En 1352, le pape Clément VI chargea Guillaume, archevêque d’Embrun, et Pierre de Mont, cordelier et inquisiteur, de faire disparaître l’hérésie. Les seigneurs, les juges et les consuls (syndics) de la province étaient invités à leur prêter appui.
Mais, cette fois encore, les résultats ne répondirent pas à l’attente pontificale. (De La Mothe-Langon, t. III., p. 256.) A la page 254 du même écrit, on trouve une lettre étrange, écrite au même pape, et qui pourrait avoir donné lieu à la persécution qu’il entreprit après dix ans de pontificat. Cependant, comme cette possibilité n’est pas exprimée, nous nous contentons de signaler la lettre.

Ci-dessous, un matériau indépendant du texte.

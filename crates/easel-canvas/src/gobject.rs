use easel_geom::{distance_to_point, Box2D, Coord, Point, Shape};

pub type GObjectId = u64;

/// A named object placed on the canvas.
#[derive(Debug, Clone, PartialEq)]
pub struct GObject {
    pub id: GObjectId,
    pub name: Option<String>,
    pub shape: Shape,
}

impl GObject {
    pub fn new(id: GObjectId, shape: Shape) -> Self {
        GObject {
            id,
            name: None,
            shape,
        }
    }

    pub fn named(id: GObjectId, name: impl Into<String>, shape: Shape) -> Self {
        GObject {
            id,
            name: Some(name.into()),
            shape,
        }
    }

    pub fn bounding_box(&self) -> Box2D {
        self.shape.bounding_box()
    }

    /// Distance from the canvas point to this object (0 when on or
    /// inside it).
    pub fn distance_to(&self, pt: Point) -> Coord {
        distance_to_point(&self.shape, pt).0
    }

    /// Hit test with a pick tolerance in grid units.
    pub fn hit(&self, pt: Point, tolerance: Coord) -> bool {
        self.distance_to(pt) <= tolerance
    }
}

Le pape stimulait aussi à la persécution des hérétiques le dauphin Charles de France, ainsi que Louis, roi de Naples, et la reine Jeanne, sa femme. Cette dernière circonstance vient confirmer le fait des colonies vaudoises dans le royaume de Naples ; car, pourquoi le pape se serait-il adressé à ce prince, si celui-ci n’eût pas eu aussi des hérétiques dans ses états ? L’invitation adressée à la reine de Naples, qui possédait des terres dans le marquisat de Saluces, voisin des Vallées, vient ajouter une nouvelle présomption aux indications que nous avons données de la présence des Vaudois sur plusieurs points de ce marquisat. (De La Mothe-Langon, t. III, p. 256. — Monumenta historæ patriæ, t. III, p. 860.)
Les instances de la cour d’Avignon n’eurent pas non plus, cette fois, les résultats qu’elle avait espérés.
Deux ans plus tard, Jacques, prince d’Achaïe, de la maison de Savoie, ordonnait à Balangero et à Ueto Rorengo de mettre en prison ceux de la secte vaudoise qui avaient été découverts dans la vallée de Luserne (2) et dans les vallées voisines. (Histoire de la ville, etc., de Pignerol, t. III, p. 35.)
(2) – Ce fait annonce que les marquis de Luserne avaient alors fait leur soumission à la maison de Savoie.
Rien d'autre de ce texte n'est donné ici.